INSTRUCTIONS TO FOLLOW:
Please restate each entry below, word for word.

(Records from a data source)
- - - - -
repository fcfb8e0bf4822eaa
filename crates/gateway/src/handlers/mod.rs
//! HTTP handlers.

pub mod health_handler;
pub mod user_handler;

pub use health_handler::health_routes;
pub use user_handler::user_routes;
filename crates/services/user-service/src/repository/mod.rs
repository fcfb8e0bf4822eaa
//! Repository layer for data access.
//!
//! A `User` aggregate is persisted as one user record plus one account
//! record per held account, in two collections. Writes are not atomic
//! across the two: the user record is written first and the accounts fan
//! out afterwards, and a failure part-way leaves whatever the finished
//! steps produced.

mod account_repository;
mod error_mapping;
pub mod records;
mod user_repository;

pub use account_repository::{AccountRepository, AccountStore};
pub use records::{AccountRecord, UserRecord};
pub use user_repository::{UserRepository, UserStore};

// Export mocks for tests (both unit and integration)
#[cfg(any(test, feature = "test-utils"))]
pub use account_repository::MockAccountRepository;
#[cfg(any(test, feature = "test-utils"))]
pub use user_repository::MockUserRepository;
- - - - -
TASK RESPONSE:
repository fcfb8e0bf4822eaa
filename crates/gateway/src/handlers/mod.rs
//! HTTP handlers.

pub mod health_handler;
pub mod user_handler;

pub use health_handler::health_routes;
pub use user_handler::user_routes;
filename crates/services/user-service/src/repository/mod.rs
repository fcfb8e0bf4822eaa
//! Repository layer for data access.
//!
//! A `User` aggregate is persisted as one user record plus one account
//! record per held account, in two collections. Writes are not atomic
//! across the two: the user record is written first and the accounts fan
//! out afterwards, and a failure part-way leaves whatever the finished
//! steps produced.

mod account_repository;
mod error_mapping;
pub mod records;
mod user_repository;

pub use account_repository::{AccountRepository, AccountStore};
pub use records::{AccountRecord, UserRecord};
pub use user_repository::{UserRepository, UserStore};

// Export mocks for tests (both unit and integration)
#[cfg(any(test, feature = "test-utils"))]
pub use account_repository::MockAccountRepository;
#[cfg(any(test, feature = "test-utils"))]
pub use user_repository::MockUserRepository;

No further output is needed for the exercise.